CORPO TRANS-POLÍTICO: GÊNERO E RESISTÊNCIA DE LINN DA QUEBRADA NO DOCUMENTÁRIO BIXA TRAVESTY
Palavras-chave:
Gênero, Transgeneridade, Performatividade, Subjetividade, DocumentárioResumo
O presente artigo analisa o documentário Bixa Travesty (2019), centrado na trajetória de Linn da Quebrada, a fim de compreender como sua performatividade de gênero se afirma como instrumento político e subversivo das normas cisheteronormativas. A pesquisa justifica-se pela urgência em visibilizar corpos trans, negros e periféricos, frequentemente marcados pela precarização, pela violência estrutural e pela invisibilidade social.
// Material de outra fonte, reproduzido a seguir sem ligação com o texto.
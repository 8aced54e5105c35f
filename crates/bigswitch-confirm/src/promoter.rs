//! The call that actually deploys dev to prod.

use std::future::Future;

use bigswitch_core::ReleaseResult;

/// Requests promotion of a dev artifact to prod.
///
/// Called at most once per confirmed event; the pipeline never retries.
pub trait Promoter: Send + Sync {
    fn promote(
        &self,
        service: &str,
        artifact: &str,
    ) -> impl Future<Output = ReleaseResult<()>> + Send;
}
//! The deploy button.
//!
//! Without GPIO hardware the button is simulated with SIGHUP: every signal
//! the process receives counts as one press.

use std::fmt;
use std::io;

use tokio::signal::unix::{signal, SignalKind};
use tokio::sync::mpsc;
use tokio::sync::mpsc::error::TrySendError;
use tokio::task::JoinHandle;
use tracing::{debug, info, warn};

use bigswitch_core::Shutdown;

const BUTTON_BUFFER: usize = 5;

#[derive(Debug, Clone, Copy, PartialEq, Eq)]
pub struct ButtonEvent {
    pub pressed: bool,
}

impl ButtonEvent {
    pub fn press() -> Self {
        Self { pressed: true }
    }
}

impl fmt::Display for ButtonEvent {
    fn fmt(&self, f: &mut fmt::Formatter<'_>) -> fmt::Result {
        let action = if self.pressed { "pressed" } else { "released" };
        write!(f, "button {action}")
    }
}

/// Start the SIGHUP-driven button. The event stream ends on shutdown.
pub fn sighup_button(mut shutdown: Shutdown) -> io::Result<mpsc::Receiver<ButtonEvent>> {
    let mut hangup = signal(SignalKind::hangup())?;
    let (tx, rx) = mpsc::channel(BUTTON_BUFFER);
    info!("button handler initialized (SIGHUP)");

    tokio::spawn(async move {
        loop {
            tokio::select! {
                _ = shutdown.wait() => break,
                sig = hangup.recv() => {
                    if sig.is_none() {
                        break;
                    }
                    if tx.try_send(ButtonEvent::press()).is_err() {
                        debug!("button events backed up, dropping press");
                    }
                }
            }
        }
    });

    Ok(rx)
}

/// Turn button presses into confirmations without ever blocking on the
/// pipeline. A press nobody is waiting for is dropped.
///
/// Returns the number of presses handed to the pipeline.
pub async fn forward_presses(
    mut events: mpsc::Receiver<ButtonEvent>,
    confirm: mpsc::Sender<bool>,
    mut shutdown: Shutdown,
) -> usize {
    let mut forwarded = 0;
    loop {
        let event = tokio::select! {
            biased;
            _ = shutdown.wait() => break,
            event = events.recv() => match event {
                Some(event) => event,
                None => break,
            },
        };
        debug!(%event, "button event");
        if !event.pressed {
            continue;
        }

        match confirm.try_send(true) {
            Ok(()) => forwarded += 1,
            Err(TrySendError::Full(_)) => debug!("press already pending, dropping"),
            Err(TrySendError::Closed(_)) => break,
        }
    }
    forwarded
}

/// Wait for the forwarder spawned by `start`, logging a crashed task.
pub async fn join_forwarder(handle: JoinHandle<usize>) -> Option<usize> {
    match handle.await {
        Ok(forwarded) => {
            debug!(forwarded, "button forwarder stopped");
            Some(forwarded)
        }
        Err(e) => {
            warn!(error = %e, "button forwarder task failed");
            None
        }
    }
}

#[cfg(test)]
mod tests {
    use super::*;
    use bigswitch_core::shutdown_channel;

    #[test]
    fn display_names_action() {
        assert_eq!(ButtonEvent::press().to_string(), "button pressed");
        let released = ButtonEvent { pressed: false };
        assert_eq!(released.to_string(), "button released");
    }

    #[tokio::test]
    async fn only_presses_are_forwarded() {
        let (_trigger, shutdown) = shutdown_channel();
        let (events_tx, events_rx) = mpsc::channel(8);
        let (confirm_tx, mut confirm_rx) = mpsc::channel(8);

        events_tx.send(ButtonEvent::press()).await.unwrap();
        events_tx.send(ButtonEvent { pressed: false }).await.unwrap();
        events_tx.send(ButtonEvent::press()).await.unwrap();
        drop(events_tx);

        let forwarded = forward_presses(events_rx, confirm_tx, shutdown).await;
        assert_eq!(forwarded, 2);
        assert_eq!(confirm_rx.recv().await, Some(true));
        assert_eq!(confirm_rx.recv().await, Some(true));
        assert_eq!(confirm_rx.recv().await, None);
    }

    #[tokio::test]
    async fn full_confirm_buffer_drops_press() {
        let (_trigger, shutdown) = shutdown_channel();
        let (events_tx, events_rx) = mpsc::channel(8);
        let (confirm_tx, mut confirm_rx) = mpsc::channel(1);

        for _ in 0..3 {
            events_tx.send(ButtonEvent::press()).await.unwrap();
        }
        drop(events_tx);

        let forwarded = forward_presses(events_rx, confirm_tx, shutdown).await;
        assert_eq!(forwarded, 1);
        assert_eq!(confirm_rx.recv().await, Some(true));
        assert_eq!(confirm_rx.recv().await, None);
    }

    #[tokio::test]
    async fn shutdown_stops_forwarding() {
        let (trigger, shutdown) = shutdown_channel();
        let (_events_tx, events_rx) = mpsc::channel::<ButtonEvent>(8);
        let (confirm_tx, _confirm_rx) = mpsc::channel(1);

        let task = tokio::spawn(forward_presses(events_rx, confirm_tx, shutdown));
        trigger.fire();
        assert_eq!(task.await.unwrap(), 0);
    }

    #[tokio::test]
    async fn closed_pipeline_stops_forwarding() {
        let (_trigger, shutdown) = shutdown_channel();
        let (events_tx, events_rx) = mpsc::channel(8);
        let (confirm_tx, confirm_rx) = mpsc::channel(1);
        drop(confirm_rx);

        events_tx.send(ButtonEvent::press()).await.unwrap();
        assert_eq!(forward_presses(events_rx, confirm_tx, shutdown).await, 0);
    }

    #[tokio::test]
    async fn join_reports_forwarded_count() {
        let (trigger, shutdown) = shutdown_channel();
        let (_events_tx, events_rx) = mpsc::channel::<ButtonEvent>(8);
        let (confirm_tx, _confirm_rx) = mpsc::channel(1);

        let handle = tokio::spawn(forward_presses(events_rx, confirm_tx, shutdown));
        trigger.fire();
        assert_eq!(join_forwarder(handle).await, Some(0));
    }

    #[tokio::test]
    async fn join_survives_crashed_forwarder() {
        let handle: JoinHandle<usize> = tokio::spawn(async { panic!("forwarder crashed") });
        assert_eq!(join_forwarder(handle).await, None);

        let handle = tokio::spawn(std::future::pending::<usize>());
        handle.abort();
        assert_eq!(join_forwarder(handle).await, None);
    }
}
A metodologia adotada é qualitativa e comparativa, baseada na análise dialógica entre referenciais teóricos e o recurso documental, identificando pontos de inflexão na construção da subjetividade de Linn. O estudo fundamenta-se em autoras e autores como Agamben (2007), Collins (2019), Lauretis (2019) e Sibilia (2008), estabelecendo um diálogo interdisciplinar que articula gênero, raça e classe. Ao examinar a obra, evidencia-se a potência da arte como espaço de resistência e transformação social, contribuindo para a ampliação dos debates acadêmicos sobre identidades dissidentes e políticas de gênero.